Les agriculteurs Kenyans qui ont été contraints d’abandonner leurs champs en raison des violences post-électorales vont obtenir de l’aide afin de remettre leurs cultures sur pied. Le gouvernement du Kenya a annoncé qu’il allait dépenser 1,7 milliard de shillings kenyans (environ 27 millions de dollars américains ou 17 millions d’Euros) pour fournir aux agriculteurs des intrants agricoles tels que des semences et de l’engrais.

Le financement gouvernemental pour les intrants sera alloué au « National Cereals and Produce Board. » Ce regroupement fera l’acquisition de semences et d’engrais et les distribuera aux agriculteurs gratuitement.

Dans les semaines qui ont suivi les dernières élections présidentielles, plus de 1000 personnes ont été tuées et quelques 300 000 ont été contraintes de fuir leurs foyers. La province de la Vallée du Rift, connue comme étant le bastion des cultures vivrières du Kenya, a été durement touchée. Les agriculteurs n’ont pas été en mesure de récolter leur maïs ou de planter de nouvelles semences.

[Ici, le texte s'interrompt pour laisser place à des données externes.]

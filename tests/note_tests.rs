//! Integration tests for note commands

#![allow(deprecated)]

use predicates::prelude::*;
use std::fs;
use tempfile::TempDir;

mod common;
use common::assistant_cmd;

const NOTES: &str = "add note\nBuy milk\nshopping, Home\n\
                     add note\nCall plumber\nhome todo\n\
                     add note\nQuarterly report\n\n";

#[test]
fn test_show_notes_empty() {
    let temp = TempDir::new().unwrap();

    assistant_cmd()
        .arg("--data-dir")
        .arg(temp.path())
        .write_stdin("show notes\nexit\n")
        .assert()
        .success()
        .stdout(predicate::str::contains("No notes yet."));
}

#[test]
fn test_notes_persist_with_and_without_tags() {
    let temp = TempDir::new().unwrap();

    assistant_cmd()
        .arg("--data-dir")
        .arg(temp.path())
        .write_stdin(format!("{}exit\n", NOTES))
        .assert()
        .success();

    assistant_cmd()
        .arg("--data-dir")
        .arg(temp.path())
        .write_stdin("show notes\nexit\n")
        .assert()
        .success()
        .stdout(predicate::str::contains("1. Buy milk  [shopping, Home]"))
        .stdout(predicate::str::contains("2. Call plumber  [home, todo]"))
        .stdout(predicate::str::contains("3. Quarterly report\n"))
        .stdout(predicate::str::contains("Tags: #Home #home #shopping #todo"));
}

#[test]
fn test_search_text_ignores_case_but_tags_do_not() {
    let temp = TempDir::new().unwrap();

    assistant_cmd()
        .arg("--data-dir")
        .arg(temp.path())
        .write_stdin(format!("{}search note\nREPORT\nexit\n", NOTES))
        .assert()
        .success()
        .stdout(predicate::str::contains("1. Quarterly report"));

    assistant_cmd()
        .arg("--data-dir")
        .arg(temp.path())
        .write_stdin("search note\nTODO\nexit\n")
        .assert()
        .success()
        .stdout(predicate::str::contains("No notes found"));
}

#[test]
fn test_edit_updates_every_match() {
    let temp = TempDir::new().unwrap();

    assistant_cmd()
        .arg("--data-dir")
        .arg(temp.path())
        .write_stdin(format!("{}edit note\nHOME\n\nhouse\nexit\n", NOTES))
        .assert()
        .success()
        .stdout(predicate::str::contains("Note updated."));

    let saved = fs::read_to_string(temp.path().join("notes.toml")).unwrap();
    assert_eq!(saved.matches("house").count(), 2);
    assert!(!saved.contains("todo"));
}

#[test]
fn test_delete_by_shared_tag_counts_removals() {
    let temp = TempDir::new().unwrap();

    assistant_cmd()
        .arg("--data-dir")
        .arg(temp.path())
        .write_stdin(format!(
            "{}edit note\nhome\n\nhome\ndelete note\nhome\ndelete note\nnothing\nexit\n",
            NOTES
        ))
        .assert()
        .success()
        .stdout(predicate::str::contains("Deleted 2 note(s)."))
        .stdout(predicate::str::contains("Note not found: nothing"));

    let saved = fs::read_to_string(temp.path().join("notes.toml")).unwrap();
    assert!(saved.contains("Quarterly report"));
    assert!(!saved.contains("Buy milk"));
}
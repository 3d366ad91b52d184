//! Birthday calendar arithmetic

use chrono::{Datelike, Duration, NaiveDate, Weekday};

/// Next occurrence of `birthday`'s month/day on or after `today`.
///
/// A 29 February birthday falls on 28 February in non-leap years.
pub fn next_occurrence(birthday: NaiveDate, today: NaiveDate) -> NaiveDate {
    let this_year = occurrence_in_year(birthday, today.year());
    if this_year < today {
        occurrence_in_year(birthday, today.year() + 1)
    } else {
        this_year
    }
}

fn occurrence_in_year(birthday: NaiveDate, year: i32) -> NaiveDate {
    NaiveDate::from_ymd_opt(year, birthday.month(), birthday.day())
        .or_else(|| NaiveDate::from_ymd_opt(year, 2, 28))
        .unwrap_or(birthday)
}

/// Days from `today` until the next occurrence of `birthday` (0 if today).
pub fn days_until(birthday: NaiveDate, today: NaiveDate) -> i64 {
    (next_occurrence(birthday, today) - today).num_days()
}

/// Shift a weekend date forward to the following Monday.
pub fn congratulation_date(date: NaiveDate) -> NaiveDate {
    match date.weekday() {
        Weekday::Sat => date + Duration::days(2),
        Weekday::Sun => date + Duration::days(1),
        _ => date,
    }
}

Même une fois la paix revenue, certains agriculteurs étaient réticents à acheter des semences et des engrais car le coût de ces intrants avait fortement augmenté et la pluviométrie s’avérait incertaine. Les agriculteurs craignaient de ne pas obtenir un bon rendement pour leur investissement. Les fonds du gouvernement devraient alléger les craintes financières des agriculteurs.